If the outcome is 3 no action is taken.
If the outcome is 4 the player puts 1 coin in the box
(assume that the player has an unlimited supply of coins).
If the outcome is 5 or 6, the player puts 2 coins in the
box.
Whenever the box is empty, the game stops.
1. Compute the expected number of coins in the box after turn n
2. Compute the probability that the game will stop eventually.
Problem 3
A signal X(t) with power spectral density S(w) = 2aP/(w2 + a2 )
and additive noise N(t) with one-sided power spectral density N0
are passed through a filter with frequency response H(w) = A/(jw
+ b).
1. Find the signal power and noise power at the filter output.
2. Find the filter coefficients A and b that maximize the signal-
to-noise ratio.
Problem 4
Given a binomial random variable K with probability of success p
and n trials:
It is known that for E(K) not very small or very large the
distribution can be approximated by a Gaussian distribution.
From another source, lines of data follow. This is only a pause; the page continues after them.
impl Poller {
    /// Create a stopped poller.
    pub fn new(job: Arc<dyn PollJob>, config: PollerConfig) -> Self {
        Self {
            inner: Arc::new(PollerInner {
                job,
                config,
                stats: Mutex::new(PollerStats::default()),
                lifecycle: Mutex::new(PollerLifecycle::Stopped),
                cycle_gate: Arc::new(tokio::sync::Mutex::new(())),
                halted: AtomicBool::new(false),
                cancel: Mutex::new(CancellationToken::new()),
            }),
            scheduler: tokio::sync::Mutex::new(None),
        }
    }

    /// Job name.
    pub fn name(&self) -> &str {
        self.inner.job.name()
    }

    /// Scheduling parameters.
    pub fn config(&self) -> &PollerConfig {
        &self.inner.config
    }

    /// Begin scheduling cycles. The first cycle runs immediately.
    ///
    /// Calling `start` on a started poller is a no-op.
    #[instrument(skip(self), fields(poller = %self.name()))]
    pub async fn start(&self) -> IngestResult<()> {
        let mut scheduler = self.scheduler.lock().await;
        if scheduler.as_ref().is_some_and(|h| !h.is_finished()) {
            debug!("Poller already started");
            return Ok(());
        }

        let cancel = CancellationToken::new();
        *self.inner.cancel.lock() = cancel.clone();
        self.inner.halted.store(false, Ordering::SeqCst);
        *self.inner.lifecycle.lock() = PollerLifecycle::Started;

        *scheduler = Some(tokio::spawn(schedule(Arc::clone(&self.inner), cancel)));
        info!(interval_ms = self.inner.config.interval.as_millis(), "Poller started");
        Ok(())
    }

    /// Stop scheduling and wait for any in-flight cycle to finish.
    #[instrument(skip(self), fields(poller = %self.name()))]
    pub async fn stop(&self) {
        let handle = self.scheduler.lock().await.take();
        *self.inner.lifecycle.lock() = PollerLifecycle::Stopping;
        self.inner.cancel.lock().cancel();

        if let Some(handle) = handle {
            if let Err(e) = handle.await {
                warn!(error = %e, "Poller scheduler task ended abnormally");
            }
        }
        // Manual `run_once` cycles are not owned by the scheduler.
        drop(self.inner.cycle_gate.lock().await);

        *self.inner.lifecycle.lock() = PollerLifecycle::Stopped;
        info!("Poller stopped");
    }

    /// Run one cycle now, unless one is already executing.
    ///
    /// Returns `None` when skipped (counted in `skipped`) or cancelled.
    pub async fn run_once(&self) -> Option<IngestResult<usize>> {
        let Ok(_guard) = Arc::clone(&self.inner.cycle_gate).try_lock_owned() else {
            self.inner.stats.lock().skipped += 1;
            return None;
        };
        let cancel = self.inner.cancel.lock().clone();
        let cancel = if cancel.is_cancelled() {
            CancellationToken::new()
        } else {
            cancel
        };
        self.inner.execute_cycle(&cancel).await
    }

    /// Whether a cycle is executing right now.
    pub fn is_running(&self) -> bool {
        self.inner.cycle_gate.try_lock().is_err()
    }

    /// Current lifecycle position.
    pub fn lifecycle(&self) -> PollerLifecycle {
        *self.inner.lifecycle.lock()
    }

    /// Whether the schedule stopped itself after too many failures.
    pub fn is_halted(&self) -> bool {
        self.inner.halted.load(Ordering::SeqCst)
    }

    /// Consistent copy of the statistics.
    pub fn stats(&self) -> PollerStats {
        self.inner.stats.lock().clone()
    }

    /// Operator action: zero every counter.
    pub fn reset_stats(&self) {
        info!(poller = %self.name(), "Poller statistics reset");
        *self.inner.stats.lock() = PollerStats::default();
    }

    /// Started, not halted, and below the unhealthy failure streak.
    pub fn is_healthy(&self) -> bool {
        self.lifecycle() == PollerLifecycle::Started
            && !self.is_halted()
            && self.inner.stats.lock().consecutive_failures < self.inner.config.unhealthy_after
    }
}

async fn schedule(inner: Arc<PollerInner>, cancel: CancellationToken) {
    let mut cycles = JoinSet::new();
    let mut delay = Duration::ZERO;

    loop {
        tokio::select! {
            biased;
            () = cancel.cancelled() => break,
            () = tokio::time::sleep(delay) => {}
        }
        delay = inner.config.next_delay();

        match Arc::clone(&inner.cycle_gate).try_lock_owned() {
            Ok(guard) => {
                let inner = Arc::clone(&inner);
                let cancel = cancel.clone();
                cycles.spawn(async move {
                    inner.execute_cycle(&cancel).await;
                    drop(guard);
                });
            }
            Err(_) => {
                let skipped = {
                    let mut stats = inner.stats.lock();
                    stats.skipped += 1;
                    stats.skipped
                };
                debug!(poller = %inner.job.name(), skipped, "Previous cycle still running, tick skipped");
            }
        }

        while cycles.try_join_next().is_some() {}
    }

    while let Some(result) = cycles.join_next().await {
        if let Err(e) = result {
            warn!(poller = %inner.job.name(), error = %e, "Poll cycle task ended abnormally");
        }
    }
}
It is also known that for E(K) small the distribution can be
approximated by a Poisson distribution.
1. Compare the Binomial and Poisson distributions for equal
expected values and for k=3, n=100 and p=0.05. and for k=40,
n=100 and p=0.45. For these values of the parameters compute
the percent difference between the two distributions.
2. Compare the Binomial and Gaussian distributions for equal
expected values and variances for k=40, n=100 and p=0.45. For
these values of the parameters compute the percent difference
between the two distributions.